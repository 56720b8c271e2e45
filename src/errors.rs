//! 统一错误处理模块
//!
//! 使用宏自动生成错误类型，支持错误代码和类型名称。
//! 这里只定义基础设施层面的错误（数据库、缓存、序列化等）；
//! 业务层面的预期结果（学生未加入班期、课程不存在等）走
//! `models::common::ServiceError`，不会以该类型抛出。

use std::fmt;

/// 定义错误类型的宏
///
/// 自动生成：
/// - enum 定义
/// - code() 方法 - 返回错误代码
/// - error_type() 方法 - 返回错误类型名称
/// - message() 方法 - 返回错误详情
/// - 便捷构造函数
macro_rules! define_lpsystem_errors {
    ($(
        $variant:ident($code:literal, $type_name:literal)
    ),* $(,)?) => {
        #[derive(Debug, Clone)]
        pub enum LPSystemError {
            $($variant(String),)*
        }

        impl LPSystemError {
            /// 获取错误代码
            pub fn code(&self) -> &'static str {
                match self {
                    $(LPSystemError::$variant(_) => $code,)*
                }
            }

            /// 获取错误类型名称
            pub fn error_type(&self) -> &'static str {
                match self {
                    $(LPSystemError::$variant(_) => $type_name,)*
                }
            }

            /// 获取错误详情
            pub fn message(&self) -> &str {
                match self {
                    $(LPSystemError::$variant(msg) => msg,)*
                }
            }
        }

        // 生成便捷构造函数
        paste::paste! {
            impl LPSystemError {
                $(
                    pub fn [<$variant:snake>]<T: Into<String>>(msg: T) -> Self {
                        LPSystemError::$variant(msg.into())
                    }
                )*
            }
        }
    };
}

define_lpsystem_errors! {
    CacheConnection("E001", "Cache Connection Error"),
    CachePluginNotFound("E002", "Cache Plugin Not Found"),
    DatabaseConfig("E003", "Database Configuration Error"),
    DatabaseConnection("E004", "Database Connection Error"),
    DatabaseOperation("E005", "Database Operation Error"),
    Validation("E006", "Validation Error"),
    NotFound("E007", "Resource Not Found"),
    Serialization("E008", "Serialization Error"),
    StoragePluginNotFound("E009", "Storage Plugin Not Found"),
    DateParse("E010", "Date Parse Error"),
    Authentication("E011", "Authentication Error"),
    Authorization("E012", "Authorization Error"),
    CourseStructure("E013", "Course Structure Error"),
}

impl LPSystemError {
    /// 格式化为彩色输出（用于开发环境）
    #[cfg(debug_assertions)]
    pub fn format_colored(&self) -> String {
        format!(
            "\x1b[1;31m[ERROR]\x1b[0m \x1b[33m{}\x1b[0m \x1b[31m{}\x1b[0m\n  {}",
            self.code(),
            self.error_type(),
            self.message()
        )
    }

    /// 格式化为简洁输出
    pub fn format_simple(&self) -> String {
        format!("{}: {}", self.error_type(), self.message())
    }
}

impl fmt::Display for LPSystemError {
    fn fmt(&self, f: &mut fmt::Formatter<'_>) -> fmt::Result {
        write!(f, "{}", self.format_simple())
    }
}

impl std::error::Error for LPSystemError {}

// 为常见的错误类型实现 From trait
impl From<sea_orm::DbErr> for LPSystemError {
    fn from(err: sea_orm::DbErr) -> Self {
        LPSystemError::DatabaseOperation(err.to_string())
    }
}

impl From<std::io::Error> for LPSystemError {
    fn from(err: std::io::Error) -> Self {
        LPSystemError::Validation(err.to_string())
    }
}

impl From<serde_json::Error> for LPSystemError {
    fn from(err: serde_json::Error) -> Self {
        LPSystemError::Serialization(err.to_string())
    }
}

impl From<chrono::ParseError> for LPSystemError {
    fn from(err: chrono::ParseError) -> Self {
        LPSystemError::DateParse(err.to_string())
    }
}

pub type Result<T> = std::result::Result<T, LPSystemError>;

#[cfg(test)]
mod tests {
    use super::*;

    #[test]
    fn test_error_codes() {
        assert_eq!(LPSystemError::cache_connection("test").code(), "E001");
        assert_eq!(LPSystemError::database_config("test").code(), "E003");
        assert_eq!(LPSystemError::validation("test").code(), "E006");
        assert_eq!(LPSystemError::course_structure("test").code(), "E013");
    }

    #[test]
    fn test_error_types() {
        assert_eq!(
            LPSystemError::cache_connection("test").error_type(),
            "Cache Connection Error"
        );
        assert_eq!(
            LPSystemError::course_structure("test").error_type(),
            "Course Structure Error"
        );
    }

    #[test]
    fn test_error_message() {
        let err = LPSystemError::validation("Invalid input");
        assert_eq!(err.message(), "Invalid input");
    }

    #[test]
    fn test_format_simple() {
        let err = LPSystemError::not_found("course 42");
        let formatted = err.format_simple();
        assert!(formatted.contains("Resource Not Found"));
        assert!(formatted.contains("course 42"));
    }
}
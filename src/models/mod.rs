//! 数据模型定义
//!
//! 业务实体与 API 请求/响应模型，与 entity 模块中的数据库实体分离。

pub mod analytics;
pub mod common;
pub mod courses;
pub mod dashboards;
pub mod progress;
pub mod promotions;
pub mod submissions;
pub mod users;

pub use common::response::{ApiResponse, ServiceError};

use serde::{Deserialize, Serialize};
use ts_rs::TS;

// 程序启动时间（用于系统信息）
#[derive(Debug, Clone)]
pub struct AppStartTime {
    pub start_datetime: chrono::DateTime<chrono::Utc>,
}

/// 业务错误码
///
/// 与 HTTP 状态码解耦：路由层负责把 ServiceError 映射为 HTTP 状态，
/// 前端只依赖 code 字段分支。
#[derive(Debug, Clone, Copy, PartialEq, Eq, Serialize, Deserialize, TS)]
#[ts(export, export_to = "../frontend/src/types/generated/api.ts")]
pub enum ErrorCode {
    Success = 0,

    // 请求类错误
    BadRequest = 40000,
    InvalidUpdateType = 40001,
    Unauthorized = 40100,
    Forbidden = 40300,

    // 资源类错误
    NotFound = 40400,
    UserNotFound = 40401,
    CourseNotFound = 40402,
    PromotionNotFound = 40403,
    StudentNotEnrolled = 40410,
    CourseNotInPromotion = 40411,

    // 服务端错误
    InternalServerError = 50000,
    AggregationFailed = 50001,
}
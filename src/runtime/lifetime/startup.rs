use crate::cache::{ObjectCache, register::get_object_cache_plugin};
use crate::config::AppConfig;
use crate::storage::RecordStore;
use std::sync::Arc;
use tracing::{debug, warn};

pub struct StartupContext {
    pub storage: Arc<dyn RecordStore>,
    pub cache: Arc<dyn ObjectCache>,
}

/// 创建缓存实例
///
/// 按配置选择后端；redis 连不上或配置的后端不存在时回退到 moka，
/// 认证缓存失效只影响性能，不影响正确性。
async fn create_cache() -> Result<Arc<dyn ObjectCache>, Box<dyn std::error::Error>> {
    let config = AppConfig::get();
    let cache_type = &config.cache.cache_type;

    if let Some(constructor) = get_object_cache_plugin(cache_type) {
        match constructor().await {
            Ok(cache) => {
                warn!("缓存后端 {} 初始化完成", cache_type);
                return Ok(Arc::from(cache));
            }
            Err(e) => {
                warn!("缓存后端 {} 初始化失败: {}", cache_type, e);
            }
        }
    } else {
        warn!("缓存后端 '{}' 未注册", cache_type);
    }

    // 回退到进程内 moka 缓存
    if cache_type != "moka" {
        if let Some(fallback) = get_object_cache_plugin("moka") {
            match fallback().await {
                Ok(cache) => {
                    warn!("已回退到 moka 进程内缓存");
                    return Ok(Arc::from(cache));
                }
                Err(e) => {
                    warn!("moka 回退缓存初始化失败: {}", e);
                }
            }
        }
    }

    Err(format!("没有可用的缓存后端（已尝试: {cache_type}）").into())
}

/// 准备服务器启动的上下文
/// 包括存储和缓存的初始化
pub async fn prepare_server_startup() -> StartupContext {
    rustls::crypto::ring::default_provider()
        .install_default()
        .expect("Failed to install rustls crypto provider");

    if cfg!(debug_assertions) {
        crate::cache::register::debug_object_cache_registry();
        debug!("Debug mode: Cache registry is enabled");
    }

    let storage = crate::storage::create_storage()
        .await
        .expect("Failed to create storage backend");
    warn!("存储后端初始化完成，迁移已执行");

    let cache = create_cache().await.expect("Failed to create cache");

    let config = AppConfig::get();
    warn!("仪表盘提供者: {}", config.dashboard.provider);

    StartupContext { storage, cache }
}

· · · · ·

**Exercise**
What you give back should be only the lines of the records above, starting at the line with "pub fn [<$variant:snake>]<T: Into<String>>(msg: T)" and ending at the line with "impl From<chrono::ParseError> for", restated word for word.

**Exercise output**
                    pub fn [<$variant:snake>]<T: Into<String>>(msg: T) -> Self {
                        LPSystemError::$variant(msg.into())
                    }
                )*
            }
        }
    };
}

define_lpsystem_errors! {
    CacheConnection("E001", "Cache Connection Error"),
    CachePluginNotFound("E002", "Cache Plugin Not Found"),
    DatabaseConfig("E003", "Database Configuration Error"),
    DatabaseConnection("E004", "Database Connection Error"),
    DatabaseOperation("E005", "Database Operation Error"),
    Validation("E006", "Validation Error"),
    NotFound("E007", "Resource Not Found"),
    Serialization("E008", "Serialization Error"),
    StoragePluginNotFound("E009", "Storage Plugin Not Found"),
    DateParse("E010", "Date Parse Error"),
    Authentication("E011", "Authentication Error"),
    Authorization("E012", "Authorization Error"),
    CourseStructure("E013", "Course Structure Error"),
}

impl LPSystemError {
    /// 格式化为彩色输出（用于开发环境）
    #[cfg(debug_assertions)]
    pub fn format_colored(&self) -> String {
        format!(
            "\x1b[1;31m[ERROR]\x1b[0m \x1b[33m{}\x1b[0m \x1b[31m{}\x1b[0m\n  {}",
            self.code(),
            self.error_type(),
            self.message()
        )
    }

    /// 格式化为简洁输出
    pub fn format_simple(&self) -> String {
        format!("{}: {}", self.error_type(), self.message())
    }
}

impl fmt::Display for LPSystemError {
    fn fmt(&self, f: &mut fmt::Formatter<'_>) -> fmt::Result {
        write!(f, "{}", self.format_simple())
    }
}

impl std::error::Error for LPSystemError {}

// 为常见的错误类型实现 From trait
impl From<sea_orm::DbErr> for LPSystemError {
    fn from(err: sea_orm::DbErr) -> Self {
        LPSystemError::DatabaseOperation(err.to_string())
    }
}

impl From<std::io::Error> for LPSystemError {
    fn from(err: std::io::Error) -> Self {
        LPSystemError::Validation(err.to_string())
    }
}

impl From<serde_json::Error> for LPSystemError {
    fn from(err: serde_json::Error) -> Self {
        LPSystemError::Serialization(err.to_string())
    }
}

impl From<chrono::ParseError> for LPSystemError {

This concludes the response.